Work instructions: In the data below, find every line with the word "SubscriptionId" and copy it.

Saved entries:

********************

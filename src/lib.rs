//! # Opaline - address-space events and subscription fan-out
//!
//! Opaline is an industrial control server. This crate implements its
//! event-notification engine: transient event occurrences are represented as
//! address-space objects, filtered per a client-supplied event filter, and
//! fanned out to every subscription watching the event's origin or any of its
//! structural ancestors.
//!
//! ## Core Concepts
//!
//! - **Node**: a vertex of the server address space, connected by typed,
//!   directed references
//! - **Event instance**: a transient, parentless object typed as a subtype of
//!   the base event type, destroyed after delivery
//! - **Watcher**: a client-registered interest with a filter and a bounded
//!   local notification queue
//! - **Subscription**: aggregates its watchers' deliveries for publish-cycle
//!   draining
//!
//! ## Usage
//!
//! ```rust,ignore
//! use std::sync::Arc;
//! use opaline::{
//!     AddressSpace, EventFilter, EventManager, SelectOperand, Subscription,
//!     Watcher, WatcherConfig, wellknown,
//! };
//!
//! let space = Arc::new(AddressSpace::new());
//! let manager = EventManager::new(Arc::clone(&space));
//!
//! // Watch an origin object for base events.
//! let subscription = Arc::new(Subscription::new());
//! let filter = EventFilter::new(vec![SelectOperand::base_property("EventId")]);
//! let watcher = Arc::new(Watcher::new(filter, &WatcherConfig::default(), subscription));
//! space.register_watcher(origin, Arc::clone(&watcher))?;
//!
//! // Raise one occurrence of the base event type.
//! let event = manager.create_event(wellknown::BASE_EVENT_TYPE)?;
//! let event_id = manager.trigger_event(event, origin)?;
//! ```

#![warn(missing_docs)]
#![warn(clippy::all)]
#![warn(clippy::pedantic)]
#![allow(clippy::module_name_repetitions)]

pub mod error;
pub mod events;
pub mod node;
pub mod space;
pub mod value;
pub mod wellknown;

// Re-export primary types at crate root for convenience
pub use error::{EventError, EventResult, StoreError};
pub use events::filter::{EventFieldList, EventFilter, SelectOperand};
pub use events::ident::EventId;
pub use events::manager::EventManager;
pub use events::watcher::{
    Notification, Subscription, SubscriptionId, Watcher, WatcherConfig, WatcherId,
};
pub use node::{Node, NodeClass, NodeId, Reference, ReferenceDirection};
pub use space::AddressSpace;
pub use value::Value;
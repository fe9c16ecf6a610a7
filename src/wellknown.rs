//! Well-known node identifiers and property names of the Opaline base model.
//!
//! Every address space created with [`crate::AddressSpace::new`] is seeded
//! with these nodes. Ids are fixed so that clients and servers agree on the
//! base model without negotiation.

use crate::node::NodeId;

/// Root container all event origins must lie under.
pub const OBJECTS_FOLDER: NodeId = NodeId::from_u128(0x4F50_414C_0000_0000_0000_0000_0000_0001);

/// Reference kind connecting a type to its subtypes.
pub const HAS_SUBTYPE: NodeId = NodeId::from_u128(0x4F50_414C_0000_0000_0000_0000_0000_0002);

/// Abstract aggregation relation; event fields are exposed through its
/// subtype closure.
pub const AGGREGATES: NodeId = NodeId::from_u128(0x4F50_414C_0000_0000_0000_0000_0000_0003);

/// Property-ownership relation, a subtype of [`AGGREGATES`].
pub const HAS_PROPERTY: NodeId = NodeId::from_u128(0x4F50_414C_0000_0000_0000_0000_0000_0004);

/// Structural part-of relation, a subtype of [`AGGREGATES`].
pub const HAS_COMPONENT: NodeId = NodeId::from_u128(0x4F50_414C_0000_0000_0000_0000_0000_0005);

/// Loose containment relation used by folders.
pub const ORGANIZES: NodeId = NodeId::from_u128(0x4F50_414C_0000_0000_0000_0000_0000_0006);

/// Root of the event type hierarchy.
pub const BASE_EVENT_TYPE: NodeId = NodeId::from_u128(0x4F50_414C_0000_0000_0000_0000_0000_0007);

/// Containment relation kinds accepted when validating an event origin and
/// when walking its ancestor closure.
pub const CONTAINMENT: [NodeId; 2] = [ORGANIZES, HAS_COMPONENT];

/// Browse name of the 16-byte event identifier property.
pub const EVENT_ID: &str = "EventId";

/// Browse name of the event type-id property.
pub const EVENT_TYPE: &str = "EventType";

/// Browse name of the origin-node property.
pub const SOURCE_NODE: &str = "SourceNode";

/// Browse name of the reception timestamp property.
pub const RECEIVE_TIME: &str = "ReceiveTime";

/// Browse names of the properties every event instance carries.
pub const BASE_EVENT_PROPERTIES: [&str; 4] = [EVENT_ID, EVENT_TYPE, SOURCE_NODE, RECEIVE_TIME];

********************

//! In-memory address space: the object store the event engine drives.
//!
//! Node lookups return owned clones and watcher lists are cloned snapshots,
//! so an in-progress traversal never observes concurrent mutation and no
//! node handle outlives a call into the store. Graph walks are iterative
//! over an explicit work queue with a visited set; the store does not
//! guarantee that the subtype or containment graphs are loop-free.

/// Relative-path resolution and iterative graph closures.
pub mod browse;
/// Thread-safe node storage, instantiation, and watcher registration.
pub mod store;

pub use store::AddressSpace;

********************

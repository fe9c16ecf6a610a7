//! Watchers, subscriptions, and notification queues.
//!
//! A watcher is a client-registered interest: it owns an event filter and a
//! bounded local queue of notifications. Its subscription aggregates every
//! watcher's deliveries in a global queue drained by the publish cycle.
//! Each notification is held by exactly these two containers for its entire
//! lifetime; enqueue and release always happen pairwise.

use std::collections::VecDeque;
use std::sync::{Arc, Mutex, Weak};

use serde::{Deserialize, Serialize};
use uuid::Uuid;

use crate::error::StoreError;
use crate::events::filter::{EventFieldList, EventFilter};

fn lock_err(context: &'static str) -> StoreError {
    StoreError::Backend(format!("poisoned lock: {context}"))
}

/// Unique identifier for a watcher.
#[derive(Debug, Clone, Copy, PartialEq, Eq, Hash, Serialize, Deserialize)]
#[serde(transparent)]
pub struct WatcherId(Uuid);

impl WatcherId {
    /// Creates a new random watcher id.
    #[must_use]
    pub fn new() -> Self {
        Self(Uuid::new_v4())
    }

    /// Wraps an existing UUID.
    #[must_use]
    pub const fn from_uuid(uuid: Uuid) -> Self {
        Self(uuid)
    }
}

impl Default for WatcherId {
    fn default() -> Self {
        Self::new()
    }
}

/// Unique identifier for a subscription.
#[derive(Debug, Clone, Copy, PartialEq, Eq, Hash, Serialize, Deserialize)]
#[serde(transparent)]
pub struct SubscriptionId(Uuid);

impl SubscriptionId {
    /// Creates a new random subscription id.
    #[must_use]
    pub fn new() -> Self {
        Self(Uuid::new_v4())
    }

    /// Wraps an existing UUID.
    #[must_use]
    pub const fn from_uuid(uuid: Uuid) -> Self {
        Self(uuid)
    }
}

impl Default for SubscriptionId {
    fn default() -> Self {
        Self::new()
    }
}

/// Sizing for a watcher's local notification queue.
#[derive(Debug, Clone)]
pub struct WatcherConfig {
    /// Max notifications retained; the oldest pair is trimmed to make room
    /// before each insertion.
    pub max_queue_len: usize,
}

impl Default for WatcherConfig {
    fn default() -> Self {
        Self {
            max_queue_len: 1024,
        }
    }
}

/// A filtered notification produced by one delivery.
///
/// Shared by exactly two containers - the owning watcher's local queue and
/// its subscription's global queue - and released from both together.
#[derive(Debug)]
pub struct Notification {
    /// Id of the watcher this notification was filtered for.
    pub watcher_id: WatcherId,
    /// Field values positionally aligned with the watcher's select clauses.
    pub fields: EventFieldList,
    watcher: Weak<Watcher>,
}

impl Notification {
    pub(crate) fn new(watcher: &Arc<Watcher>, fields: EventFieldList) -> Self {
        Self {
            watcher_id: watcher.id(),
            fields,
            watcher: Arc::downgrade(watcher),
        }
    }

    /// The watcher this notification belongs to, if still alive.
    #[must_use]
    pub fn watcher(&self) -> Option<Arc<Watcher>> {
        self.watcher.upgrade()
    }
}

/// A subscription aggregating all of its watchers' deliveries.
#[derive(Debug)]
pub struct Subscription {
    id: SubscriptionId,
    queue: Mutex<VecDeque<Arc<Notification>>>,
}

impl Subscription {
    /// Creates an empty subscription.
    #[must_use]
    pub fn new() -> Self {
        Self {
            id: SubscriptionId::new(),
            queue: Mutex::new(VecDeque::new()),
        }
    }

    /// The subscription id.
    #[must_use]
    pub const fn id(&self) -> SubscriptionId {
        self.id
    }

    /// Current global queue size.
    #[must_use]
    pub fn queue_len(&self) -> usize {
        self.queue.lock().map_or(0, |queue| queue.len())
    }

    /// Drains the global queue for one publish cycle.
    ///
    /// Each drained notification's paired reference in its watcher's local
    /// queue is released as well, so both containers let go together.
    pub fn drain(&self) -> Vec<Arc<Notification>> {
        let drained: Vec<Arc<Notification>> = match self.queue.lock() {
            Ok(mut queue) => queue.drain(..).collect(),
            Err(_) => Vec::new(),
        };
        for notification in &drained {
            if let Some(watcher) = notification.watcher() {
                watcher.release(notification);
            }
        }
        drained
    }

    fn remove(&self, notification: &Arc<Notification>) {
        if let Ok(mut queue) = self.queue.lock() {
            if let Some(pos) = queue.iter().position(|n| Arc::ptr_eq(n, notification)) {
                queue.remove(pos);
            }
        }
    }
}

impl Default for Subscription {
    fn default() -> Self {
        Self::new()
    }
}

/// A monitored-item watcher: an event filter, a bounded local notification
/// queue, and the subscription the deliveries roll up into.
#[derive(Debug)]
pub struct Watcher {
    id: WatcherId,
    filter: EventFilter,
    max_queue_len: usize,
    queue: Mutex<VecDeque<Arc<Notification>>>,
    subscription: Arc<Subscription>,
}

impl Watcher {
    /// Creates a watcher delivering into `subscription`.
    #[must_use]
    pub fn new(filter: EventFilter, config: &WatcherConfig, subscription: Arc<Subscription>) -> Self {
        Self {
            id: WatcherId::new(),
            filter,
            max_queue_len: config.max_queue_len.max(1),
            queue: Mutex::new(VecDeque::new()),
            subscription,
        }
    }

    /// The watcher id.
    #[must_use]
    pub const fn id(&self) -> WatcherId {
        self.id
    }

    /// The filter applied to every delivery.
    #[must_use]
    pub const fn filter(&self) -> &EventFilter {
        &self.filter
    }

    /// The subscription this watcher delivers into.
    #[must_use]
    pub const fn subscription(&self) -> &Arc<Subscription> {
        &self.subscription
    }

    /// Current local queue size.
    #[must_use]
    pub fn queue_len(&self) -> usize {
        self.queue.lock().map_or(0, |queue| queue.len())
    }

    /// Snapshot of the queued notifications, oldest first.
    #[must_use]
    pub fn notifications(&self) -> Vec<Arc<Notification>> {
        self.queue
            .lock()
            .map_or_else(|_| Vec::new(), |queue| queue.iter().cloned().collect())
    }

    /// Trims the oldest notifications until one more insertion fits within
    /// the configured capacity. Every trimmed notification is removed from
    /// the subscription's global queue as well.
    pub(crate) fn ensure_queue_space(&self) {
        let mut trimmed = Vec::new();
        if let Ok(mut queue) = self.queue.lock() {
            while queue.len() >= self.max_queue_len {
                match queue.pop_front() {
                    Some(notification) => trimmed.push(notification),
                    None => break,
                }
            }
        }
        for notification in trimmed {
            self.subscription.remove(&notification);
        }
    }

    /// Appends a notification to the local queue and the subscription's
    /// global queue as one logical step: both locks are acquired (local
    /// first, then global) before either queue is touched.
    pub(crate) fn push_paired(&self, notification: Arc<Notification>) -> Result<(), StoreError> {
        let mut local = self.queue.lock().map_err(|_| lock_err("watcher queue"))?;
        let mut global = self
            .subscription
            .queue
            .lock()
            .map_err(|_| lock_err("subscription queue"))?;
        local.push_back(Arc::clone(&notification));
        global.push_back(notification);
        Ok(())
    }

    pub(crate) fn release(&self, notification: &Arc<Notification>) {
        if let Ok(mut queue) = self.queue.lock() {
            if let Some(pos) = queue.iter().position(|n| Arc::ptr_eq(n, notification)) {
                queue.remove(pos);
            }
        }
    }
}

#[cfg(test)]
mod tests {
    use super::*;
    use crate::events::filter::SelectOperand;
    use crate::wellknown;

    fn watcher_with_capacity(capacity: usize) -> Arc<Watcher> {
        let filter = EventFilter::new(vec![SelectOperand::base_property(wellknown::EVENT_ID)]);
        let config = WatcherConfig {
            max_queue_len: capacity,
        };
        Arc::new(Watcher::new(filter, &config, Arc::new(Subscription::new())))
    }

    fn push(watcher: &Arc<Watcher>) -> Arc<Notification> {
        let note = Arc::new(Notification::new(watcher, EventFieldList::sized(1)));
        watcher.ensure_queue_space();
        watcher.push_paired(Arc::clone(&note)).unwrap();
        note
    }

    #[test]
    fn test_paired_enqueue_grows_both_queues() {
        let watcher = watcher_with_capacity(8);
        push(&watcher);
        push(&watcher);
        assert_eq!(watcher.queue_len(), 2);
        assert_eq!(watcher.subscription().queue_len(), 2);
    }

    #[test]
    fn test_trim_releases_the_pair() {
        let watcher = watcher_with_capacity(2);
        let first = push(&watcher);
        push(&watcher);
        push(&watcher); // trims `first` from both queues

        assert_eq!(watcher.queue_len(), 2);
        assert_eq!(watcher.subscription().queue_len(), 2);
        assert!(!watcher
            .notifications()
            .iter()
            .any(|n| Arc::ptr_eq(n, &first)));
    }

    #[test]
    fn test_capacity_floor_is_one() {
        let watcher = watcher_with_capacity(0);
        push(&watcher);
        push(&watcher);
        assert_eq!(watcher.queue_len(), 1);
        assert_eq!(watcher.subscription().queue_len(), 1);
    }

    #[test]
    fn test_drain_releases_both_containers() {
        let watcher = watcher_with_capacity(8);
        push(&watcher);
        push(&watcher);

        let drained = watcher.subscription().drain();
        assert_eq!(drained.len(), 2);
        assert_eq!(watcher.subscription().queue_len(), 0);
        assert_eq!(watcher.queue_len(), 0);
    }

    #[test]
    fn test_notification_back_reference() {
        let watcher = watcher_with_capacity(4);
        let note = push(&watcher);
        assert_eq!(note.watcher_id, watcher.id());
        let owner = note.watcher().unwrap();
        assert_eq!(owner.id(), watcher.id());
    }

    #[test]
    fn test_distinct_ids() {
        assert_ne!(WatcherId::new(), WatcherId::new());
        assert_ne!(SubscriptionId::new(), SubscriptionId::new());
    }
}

********************

Worked solution:
    Notification, Subscription, SubscriptionId, Watcher, WatcherConfig, WatcherId,
pub struct SubscriptionId(Uuid);
impl SubscriptionId {
impl Default for SubscriptionId {
    id: SubscriptionId,
            id: SubscriptionId::new(),
    pub const fn id(&self) -> SubscriptionId {
        assert_ne!(SubscriptionId::new(), SubscriptionId::new());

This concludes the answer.